May 30 - Wednesday 8th Week in OT

+ Our readings today give us a lesson in “perspective.” How we look at something matters a great deal. One of the great lessons that we can learn is to not be so “near-sighted” and “me-oriented,” but rather to get an accurate picture of anything actually, we need to be able to step back and see a broader and bigger picture, then it will be easier to see how everything we are trying to understand fits into the master-plan.

And there most definitely is a master plan: and the bigger, wider picture is salvation history. If people on the planet do not understand that things do not begin and end with them, then they are on the right track. The total story is thousands of years old, and the conclusion of it could be at any moment – for we are living in the end of the end times! We just seem to know that – and have that sense – and it is a valid sense, a real sense, and one that ought to help us reprioritize everything.

The first reading perspective lesson was seen with St. Peter trying to convince the Jewish people that the “ransom” that needed to be accomplished – in mending the fences between God and mankind – but that it could never be an earthbound ransom such as paying large sums of silver and gold, No! God had been offended, and so the ransom had to be literally ‘out of this world’ while at the same time ‘very much in this world, the world that did the offending’!

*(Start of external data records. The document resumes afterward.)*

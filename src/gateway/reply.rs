use base64::Engine;
use base64::engine::general_purpose::STANDARD as BASE64;
use serde::{Deserialize, Serialize};

use super::features::Feature;

const IMAGE_DESCRIPTION_NOTE: &str =
    "None of the image models returned a picture, so this is a detailed description instead.";

const IMAGE_DESCRIPTION_FOOTER: &str = "💡 Note: I'm currently providing detailed creative descriptions. For actual image generation, you would need access to paid AI image services like DALL-E, Midjourney, or Stable Diffusion.";

const PHOTO_GUIDE_FOOTER: &str = "💡 Note: I can provide expert transformation analysis and detailed guides. For actual photo editing, you would need image editing software or paid AI transformation services.";

/// The JSON envelope returned for every feature.
#[derive(Debug, Clone, Default, PartialEq, Eq, Serialize, Deserialize)]
#[serde(rename_all = "camelCase")]
pub struct FeatureReply {
    #[serde(skip_serializing_if = "Option::is_none")]
    pub success: Option<bool>,
    #[serde(rename = "type", skip_serializing_if = "Option::is_none")]
    pub kind: Option<String>,
    #[serde(skip_serializing_if = "Option::is_none")]
    pub feature: Option<String>,
    pub data: String,
    #[serde(skip_serializing_if = "Option::is_none")]
    pub message: Option<String>,
    #[serde(skip_serializing_if = "Option::is_none")]
    pub model: Option<String>,
    #[serde(skip_serializing_if = "Option::is_none")]
    pub prompt: Option<String>,
    #[serde(skip_serializing_if = "Option::is_none")]
    pub note: Option<String>,
    #[serde(skip_serializing_if = "Option::is_none")]
    pub original_analysis: Option<String>,
    #[serde(skip_serializing_if = "Option::is_none")]
    pub transformation_guide: Option<String>,
    #[serde(skip_serializing_if = "Option::is_none")]
    pub target_era: Option<String>,
    #[serde(skip_serializing_if = "Option::is_none")]
    pub target_style: Option<String>,
}

/// Renders bytes as a `data:` URL the frontend can use as an `<img>` source.
pub fn data_url(mime_type: &str, bytes: &[u8]) -> String {
    format!("data:{mime_type};base64,{}", BASE64.encode(bytes))
}

impl FeatureReply {
    /// Chat replies carry only the text.
    pub fn chat(text: String) -> Self {
        Self {
            data: text,
            ..Self::default()
        }
    }

    /// A successful text reply labelled with the feature's envelope fields.
    pub fn text(feature: Feature, text: String) -> Self {
        Self {
            success: Some(true),
            kind: feature.reply_type().map(str::to_string),
            feature: feature.label().map(str::to_string),
            data: text,
            ..Self::default()
        }
    }

    /// A generated picture.
    pub fn image(feature: Feature, bytes: &[u8], mime_type: &str, model: String) -> Self {
        Self {
            success: Some(true),
            kind: Some("image".to_string()),
            feature: feature.label().map(str::to_string),
            data: data_url(mime_type, bytes),
            model: Some(model),
            ..Self::default()
        }
    }

    /// The degraded image-generation reply.
    pub fn image_description(description: &str, prompt: String) -> Self {
        Self {
            data: format!(
                "🎨 Here's a creative visualization of your idea:\n\n{description}\n\n{IMAGE_DESCRIPTION_FOOTER}"
            ),
            message: Some("Creative image description generated!".to_string()),
            prompt: Some(prompt),
            note: Some(IMAGE_DESCRIPTION_NOTE.to_string()),
            ..Self::text(Feature::ImageGeneration, String::new())
        }
    }

    /// The degraded photo reply: the analysis of the upload and a guide built
    /// from it.
    pub fn photo_guide(era: &str, style: &str, analysis: String, guide: String) -> Self {
        Self {
            data: format!(
                "📸 Based on your uploaded photo, here's your detailed {era} {style} transformation guide:\n\n{guide}\n\n{PHOTO_GUIDE_FOOTER}"
            ),
            original_analysis: Some(analysis),
            transformation_guide: Some(guide),
            target_era: Some(era.to_string()),
            target_style: Some(style.to_string()),
            note: Some("Professional transformation analysis completed".to_string()),
            ..Self::text(Feature::PhotoTransform, String::new())
        }
    }

    pub fn with_message(mut self, message: impl Into<String>) -> Self {
        self.message = Some(message.into());
        self
    }

    pub fn with_prompt(mut self, prompt: impl Into<String>) -> Self {
        self.prompt = Some(prompt.into());
        self
    }

    pub fn with_note(mut self, note: impl Into<String>) -> Self {
        self.note = Some(note.into());
        self
    }

    pub fn with_target(mut self, era: impl Into<String>, style: impl Into<String>) -> Self {
        self.target_era = Some(era.into());
        self.target_style = Some(style.into());
        self
    }
}
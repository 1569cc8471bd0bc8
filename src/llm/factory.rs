use crate::llm::config::RetryPolicy;
use crate::llm::core::LLM;
use crate::llm::decorators::RetryingLLM;

/// Factory for creating LLM instances with optional decorators.
///
/// Request handlers only ever see a `Box<dyn LLM>`; whether the model
/// underneath retries transient failures is decided here, from configuration.
pub struct LLMFactory;

impl LLMFactory {
    /// Create an LLM instance with optional retry decoration.
    ///
    /// # Arguments
    ///
    /// * `base_llm` - The base LLM implementation to potentially wrap
    /// * `retry_policy` - Optional retry policy. `None`, or a policy allowing a
    ///   single attempt, returns the base LLM unchanged.
    ///
    /// # Examples
    ///
    /// ```rust,ignore
    /// use nanogate::llm::{LLMFactory, RetryPolicy};
    ///
    /// // No retry
    /// let llm = LLMFactory::create(base_llm, None);
    ///
    /// // With retry
    /// let llm = LLMFactory::create(base_llm, Some(RetryPolicy::default()));
    /// ```
    pub fn create(base_llm: Box<dyn LLM>, retry_policy: Option<RetryPolicy>) -> Box<dyn LLM> {
        match retry_policy {
            Some(policy) if policy.retries_enabled() => {
                tracing::debug!(
                    max_attempts = policy.attempts(),
                    initial_delay_ms = policy.initial_delay.as_millis() as u64,
                    multiplier = policy.multiplier,
                    signals = ?policy.transient.patterns(),
                    "Wrapping LLM with retry decorator"
                );
                Box::new(RetryingLLM::new(base_llm, policy))
            }
            Some(_) => {
                tracing::debug!("Retry policy allows a single attempt, using base LLM without retry");
                base_llm
            }
            None => {
                tracing::debug!("No retry policy provided, using base LLM without retry");
                base_llm
            }
        }
    }
}
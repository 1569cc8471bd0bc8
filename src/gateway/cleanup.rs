// Markdown stripping for model replies shown in a plain chat bubble.

use std::sync::LazyLock;

use regex::Regex;

static BOLD: LazyLock<Regex> =
    LazyLock::new(|| Regex::new(r"\*\*(.*?)\*\*").expect("Invalid regex pattern"));
static ITALIC: LazyLock<Regex> =
    LazyLock::new(|| Regex::new(r"\*(.*?)\*").expect("Invalid regex pattern"));
static HEADING: LazyLock<Regex> =
    LazyLock::new(|| Regex::new(r"#{1,6}\s").expect("Invalid regex pattern"));
static CODE: LazyLock<Regex> =
    LazyLock::new(|| Regex::new(r"`{1,3}(.*?)`{1,3}").expect("Invalid regex pattern"));

/// Removes bold, italic, heading and code markers, then trims.
///
/// Patterns apply within a line; a marker left open at the end of a line is
/// kept as is.
pub fn strip_markdown(text: &str) -> String {
    let text = BOLD.replace_all(text, "$1");
    let text = ITALIC.replace_all(&text, "$1");
    let text = HEADING.replace_all(&text, "");
    let text = CODE.replace_all(&text, "$1");
    text.trim().to_string()
}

And so – the blood of one who was both God and Man at the same time would have to be offered, by the one Perfect Priest and Victim – and that would be Jesus, the Messiah – whom they killed, because they did not get the message about who he really was. Obedience then, the obedience of our faith in this person, and these things, can buy us into participation in their merits: life after our own death, victory after our own passions, joy after the vale of tears!

The perceptive lesson in the gospel passage is about James and John wanting special seating in the Kingdom to come, right next to Jesus. Jesus informs them that their perspective is a bit cloudy and they don’t know what they are asking: to sit near him would take an extra measure of sacrifice and “chalice-drinking” on their part – but even then, only the Father has direct say over the seating chart in heaven. Then, Jesus instructs all the disciples that if you want a seat close to me, then you will be the servants of everyone. And those who do that best – even to the point of death – will get closer – but again – immediate seating will probably be of Jesus Mother, Mary, and maybe even his foster-Father Joseph! We will see and know for sure when we get their. But we will only get their if we consider ourselves right sized – and then love every aspect of it!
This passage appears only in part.